Wednesday, July 25, 2007

You Kant Make Me

Lately on a work outing I got to catch up on some “good” reading. One of my co-workers happened to have a copy of the Grounding of the Metaphysics of Morals (“GMM”). This surprised the heck out of me considering the group that I run with at my job. It got me thinking about some of the old philosophical questions I use to contemplate before I said to heck with it.
The work GMM is itself a very dense reading. Immanuel Kant is considered one of the most difficult reads in the area of ethics. GMM I think is the easiest of his works to digest. He takes a purely logical view of ethics, which leads to some strange conclusions.

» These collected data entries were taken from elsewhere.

use std::path::Path;

use anyhow::{Context, Result};
use serde::Serialize;
use serde_json::Value;

use crate::db::Record;
use crate::parser::classify::ObjectKind;
use crate::parser::normalize::STAGES;

#[derive(Debug, thiserror::Error)]
pub enum ExportError {
    #[error("No data to export")]
    Empty,
}

#[derive(Debug, Clone, Copy, PartialEq, Eq)]
pub enum Format {
    Csv,
    Json,
}

impl Format {
    pub fn extension(self) -> &'static str {
        match self {
            Format::Csv => "csv",
            Format::Json => "json",
        }
    }
}

// ── CSV ──

fn needs_quotes(field: &str) -> bool {
    field.contains(',') || field.contains('"') || field.contains('\n') || field.contains('\r')
}

fn csv_field(value: Option<&Value>) -> String {
    match value {
        None | Some(Value::Null) => String::new(),
        Some(Value::String(s)) if needs_quotes(s) => format!("\"{}\"", s.replace('"', "\"\"")),
        Some(Value::String(s)) => s.clone(),
        Some(other) => other.to_string(),
    }
}

/// Header is the first record's field order; later records are read by those
/// names, missing fields render empty.
pub fn to_csv(records: &[Record]) -> Result<String, ExportError> {
    let first = records.first().ok_or(ExportError::Empty)?;
    let headers: Vec<&String> = first.fields().map(|(k, _)| k).collect();

    let mut lines = Vec::with_capacity(records.len() + 1);
    lines.push(
        headers
            .iter()
            .map(|h| h.as_str())
            .collect::<Vec<_>>()
            .join(","),
    );
    for record in records {
        let row: Vec<String> = headers.iter().map(|h| csv_field(record.get(h))).collect();
        lines.push(row.join(","));
    }
    Ok(lines.join("\n"))
}

// ── JSON ──

pub fn to_json(records: &[Record]) -> Result<String> {
    if records.is_empty() {
        return Err(ExportError::Empty.into());
    }
    Ok(serde_json::to_string_pretty(records)?)
}

pub fn render(records: &[Record], format: Format) -> Result<String> {
    match format {
        Format::Csv => Ok(to_csv(records)?),
        Format::Json => to_json(records),
    }
}

pub fn default_filename(kind: ObjectKind, format: Format, timestamp_ms: i64) -> String {
    format!("{}_export_{}.{}", kind, timestamp_ms, format.extension())
}

pub fn write(path: &Path, records: &[Record], format: Format) -> Result<()> {
    let body = render(records, format)?;
    std::fs::write(path, body).with_context(|| format!("Failed to write {}", path.display()))
}

// ── Views ──

/// Case-insensitive substring match against every non-null field value.
pub fn filter<'a>(records: &'a [Record], query: &str) -> Vec<&'a Record> {
    let q = query.trim().to_lowercase();
    if q.is_empty() {
        return records.iter().collect();
    }
    records
        .iter()
        .filter(|r| {
            r.fields().any(|(_, v)| match v {
                Value::Null => false,
                Value::String(s) => s.to_lowercase().contains(&q),
                other => other.to_string().to_lowercase().contains(&q),
            })
        })
        .collect()
}

#[derive(Debug, Clone, PartialEq, Serialize)]
pub struct StageSummary {
    pub stage: &'static str,
    pub count: usize,
    pub amount: f64,
}

/// Opportunity count and summed amount per canonical stage, in pipeline order.
pub fn stage_summary(records: &[Record]) -> Vec<StageSummary> {
    STAGES
        .iter()
        .map(|&stage| {
            let in_stage: Vec<_> = records
                .iter()
                .filter(|r| r.text("stage") == Some(stage))
                .collect();
            StageSummary {
                stage,
                count: in_stage.len(),
                amount: in_stage.iter().filter_map(|r| r.number("amount")).sum(),
            }
        })
        .collect()
}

One of the concepts discussed at length when talking about GMM is free will/autonomy/choice. I really don’t want to get into the formulation of the categorical imperative, because I’m just too lazy to write that much. But the last post about Charles Xavier gave me some thought about compulsion. It is generally accepted that if one is forced to do something one is not morally accountable for it. That is to say if I held your life in my hands and forced you to do something that would normally be considered immoral you wouldn’t be held accountable for it. A corollary of that is if one didn’t choose to do something then one couldn’t consider the act a moral one, it was just an act that happened. So moral action for the most part; are not mistakes they are choices with deliberate thinking at some stage in the decision making process (the some stage part is for all those consequentialist that have a default action scheme).

The topic of being forced to do something against one’s will is an old topic. Another less old topic that for some reason came up in my mind was that of temptation. There are some prevailing ideas that surface when it comes to being tempted and being held morally accountable. In most Christian sects that I have experience with there is this notion that God will not allow a situation to arise where you cannot resist the temptation. In our system of law we have the notion of entrapment. These notions lead me to some interesting questions. If God won’t allow you to be in a situation where you cannot resist the temptation, there has to exist some situations where you can’t resist the temptation. What would suffice to be too tempted? When you throw in the mix of human autonomy it looks as if God is putting a very severe restriction on it with this line of not being tempted too much thinking. Then again there is always the line of thinking nothing is undoable with God on your side. But that idea sort of makes the “temptation exemption clause” sort of a meaningless statement. In society we seem to have an understanding if someone was tempted by things.

I could probably come up with a clear line of logic based on all those questions but I gave up doing things like that a long time ago.